In today’s recession-ravaged economy, with land prices falling as much as 50% from 1989 levels and housing prices down 5% to 20%, many home builders are losing money trying to hang onto expensive land or by selling homes for less than it cost to build them.

But Akins is profiting.

The group’s three components are its tract-home, or merchant-builder company, Akins Homes; its contract construction and marketing unit, Akins Communities Inc., and its custom-home unit, Akins Construction Co. And it is the way the parts operate and interact that make Akins unique:

* Akins Homes’ longstanding practice of using joint venture partners who acquired the land has freed the tract-building member of the triumvirate from the need to pay for land no longer worth the original purchase price.

* Joint venture partnerships also gave Akins expertise in finding money without going into hock to the thrift industry, which in recent years has pulled out of real estate development.

* Operational flexibility honed on custom and contract building experiences has enabled the Akinses to quickly shift the focus of Akins Homes in a recessionary market. The company now offers meat-and-potatoes houses for first- and second-time buyers to complement the luxury homes that were its filet aux champignons in the high-flying ‘80s.

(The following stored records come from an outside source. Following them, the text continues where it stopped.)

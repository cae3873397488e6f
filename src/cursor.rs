//! Fail-fast cursors over the keys, values and entries of a `QuadMap`.
//!
//! A cursor does not borrow the table. It remembers a position and the
//! table's generation at the time it was created, and every call takes the
//! table as an argument. Any structural change made to the table by other
//! means is detected on the next `next` or `remove`, which then fail with
//! [`TableError::ConcurrentModification`]. Removing through the cursor itself
//! keeps it valid.

use std::{marker::PhantomData, mem};

use crate::{
    error::TableError,
    quad_map::{DefaultState, QuadMap},
};

/// Position logic shared by the three cursor flavours
#[derive(Debug, Clone, Copy, PartialEq, Eq)]
struct RawCursor {
    /// First cell the next call to `advance` may return
    next_index: usize,
    /// Cell returned by the last successful `advance`; armed for removal
    last: Option<usize>,
    /// Table generation this cursor is in sync with
    expected_generation: u64,
}

impl RawCursor {
    /// Starts before the first cell of `map`
    fn new<K, V, S>(map: &QuadMap<K, V, S>) -> Self {
        Self { next_index: 0, last: None, expected_generation: map.generation() }
    }

    /// Fails if `map` changed structurally behind this cursor
    fn check<K, V, S>(&self, map: &QuadMap<K, V, S>) -> Result<(), TableError> {
        if map.generation() == self.expected_generation {
            Ok(())
        } else {
            Err(TableError::ConcurrentModification)
        }
    }

    /// Returns true if a closed cell remains ahead; does not move
    fn has_next<K, V, S>(&self, map: &QuadMap<K, V, S>) -> bool {
        map.next_closed_from(self.next_index).is_some()
    }

    /// Moves to the next closed cell and arms removal
    fn advance<K, V, S>(&mut self, map: &QuadMap<K, V, S>) -> Result<usize, TableError> {
        self.check(map)?;
        self.last = None;
        let index = map.next_closed_from(self.next_index).ok_or(TableError::NoSuchElement)?;
        self.last = Some(index);
        self.next_index = index.saturating_add(1);
        Ok(index)
    }

    /// Index of the cell returned by the last `advance`
    fn current<K, V, S>(&self, map: &QuadMap<K, V, S>) -> Result<usize, TableError> {
        self.check(map)?;
        self.last.ok_or(TableError::IllegalState)
    }

    /// Tombstones the last returned cell and resynchronizes with the table
    fn remove<K, V, S>(&mut self, map: &mut QuadMap<K, V, S>) -> Result<(K, V), TableError> {
        let index = self.current(map)?;
        self.last = None;
        let pair = map.bury_at(index).ok_or(TableError::IllegalState)?;
        self.expected_generation = map.generation();
        Ok(pair)
    }
}

/// Fail-fast cursor over the keys of a table, obtained from a [`KeyView`](crate::KeyView)
#[derive(Debug)]
pub struct KeyCursor<K, V, S = DefaultState> {
    /// Shared position logic
    raw: RawCursor,
    /// Ties the cursor to the table type it walks
    _marker: PhantomData<fn() -> (K, V, S)>,
}

impl<K, V, S> KeyCursor<K, V, S> {
    /// Creates a cursor in sync with `map`
    pub(crate) fn new(map: &QuadMap<K, V, S>) -> Self {
        Self { raw: RawCursor::new(map), _marker: PhantomData }
    }

    /// Returns true if another key remains
    #[must_use]
    pub fn has_next(&self, map: &QuadMap<K, V, S>) -> bool {
        self.raw.has_next(map)
    }

    /// Advances to the next key
    ///
    /// # Errors
    ///
    /// [`TableError::ConcurrentModification`] if the table changed structurally
    /// since the cursor was created, [`TableError::NoSuchElement`] when exhausted.
    pub fn next<'m>(&mut self, map: &'m QuadMap<K, V, S>) -> Result<&'m K, TableError> {
        let index = self.raw.advance(map)?;
        map.pair_at(index).map(|(key, _)| key).ok_or(TableError::NoSuchElement)
    }

    /// Removes the entry whose key was returned by the last `next`
    ///
    /// # Errors
    ///
    /// [`TableError::ConcurrentModification`] if the table changed behind the
    /// cursor, [`TableError::IllegalState`] unless the previous call was a
    /// successful `next`.
    pub fn remove(&mut self, map: &mut QuadMap<K, V, S>) -> Result<K, TableError> {
        self.raw.remove(map).map(|(key, _)| key)
    }
}

/// Fail-fast cursor over the values of a table, obtained from a [`ValueView`](crate::ValueView)
#[derive(Debug)]
pub struct ValueCursor<K, V, S = DefaultState> {
    /// Shared position logic
    raw: RawCursor,
    /// Ties the cursor to the table type it walks
    _marker: PhantomData<fn() -> (K, V, S)>,
}

impl<K, V, S> ValueCursor<K, V, S> {
    /// Creates a cursor in sync with `map`
    pub(crate) fn new(map: &QuadMap<K, V, S>) -> Self {
        Self { raw: RawCursor::new(map), _marker: PhantomData }
    }

    /// Returns true if another value remains
    #[must_use]
    pub fn has_next(&self, map: &QuadMap<K, V, S>) -> bool {
        self.raw.has_next(map)
    }

    /// Advances to the next value
    ///
    /// # Errors
    ///
    /// [`TableError::ConcurrentModification`] if the table changed structurally
    /// since the cursor was created, [`TableError::NoSuchElement`] when exhausted.
    pub fn next<'m>(&mut self, map: &'m QuadMap<K, V, S>) -> Result<&'m V, TableError> {
        let index = self.raw.advance(map)?;
        map.pair_at(index).map(|(_, value)| value).ok_or(TableError::NoSuchElement)
    }

    /// Removes the entry whose value was returned by the last `next`
    ///
    /// # Errors
    ///
    /// [`TableError::ConcurrentModification`] if the table changed behind the
    /// cursor, [`TableError::IllegalState`] unless the previous call was a
    /// successful `next`.
    pub fn remove(&mut self, map: &mut QuadMap<K, V, S>) -> Result<V, TableError> {
        self.raw.remove(map).map(|(_, value)| value)
    }
}

/// Fail-fast cursor over the entries of a table, obtained from an [`EntryView`](crate::EntryView)
#[derive(Debug)]
pub struct EntryCursor<K, V, S = DefaultState> {
    /// Shared position logic
    raw: RawCursor,
    /// Ties the cursor to the table type it walks
    _marker: PhantomData<fn() -> (K, V, S)>,
}

impl<K, V, S> EntryCursor<K, V, S> {
    /// Creates a cursor in sync with `map`
    pub(crate) fn new(map: &QuadMap<K, V, S>) -> Self {
        Self { raw: RawCursor::new(map), _marker: PhantomData }
    }

    /// Returns true if another entry remains
    #[must_use]
    pub fn has_next(&self, map: &QuadMap<K, V, S>) -> bool {
        self.raw.has_next(map)
    }

    /// Advances to the next entry
    ///
    /// # Errors
    ///
    /// [`TableError::ConcurrentModification`] if the table changed structurally
    /// since the cursor was created, [`TableError::NoSuchElement`] when exhausted.
    pub fn next<'m>(&mut self, map: &'m QuadMap<K, V, S>) -> Result<(&'m K, &'m V), TableError> {
        let index = self.raw.advance(map)?;
        map.pair_at(index).ok_or(TableError::NoSuchElement)
    }

    /// Removes the entry returned by the last `next`
    ///
    /// # Errors
    ///
    /// [`TableError::ConcurrentModification`] if the table changed behind the
    /// cursor, [`TableError::IllegalState`] unless the previous call was a
    /// successful `next`.
    pub fn remove(&mut self, map: &mut QuadMap<K, V, S>) -> Result<(K, V), TableError> {
        self.raw.remove(map)
    }

    /// Replaces the value of the entry returned by the last `next`.
    ///
    /// Not a structural change: neither this cursor nor any other is invalidated.
    ///
    /// # Errors
    ///
    /// [`TableError::ConcurrentModification`] if the table changed behind the
    /// cursor, [`TableError::IllegalState`] if the cursor is not on an entry.
    pub fn set_value(&self, map: &mut QuadMap<K, V, S>, value: V) -> Result<V, TableError> {
        let index = self.raw.current(map)?;
        map.value_at_mut(index)
            .map(|stored| mem::replace(stored, value))
            .ok_or(TableError::IllegalState)
    }
}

* The decision in the mid-1980s to start Akins Communities gave the established Akins name and reputation to a separate company that hired itself out to build tract housing and apartments for a flat fee under management contracts with land owners, banks, investment groups and even other developers. Akins was criticized in some circles for spreading itself too thin, but it is the contract building company that increasingly has filled the gap as revenue in the other two companies has fallen off in the recession. And contract building frees Akins of the risks of speculative building.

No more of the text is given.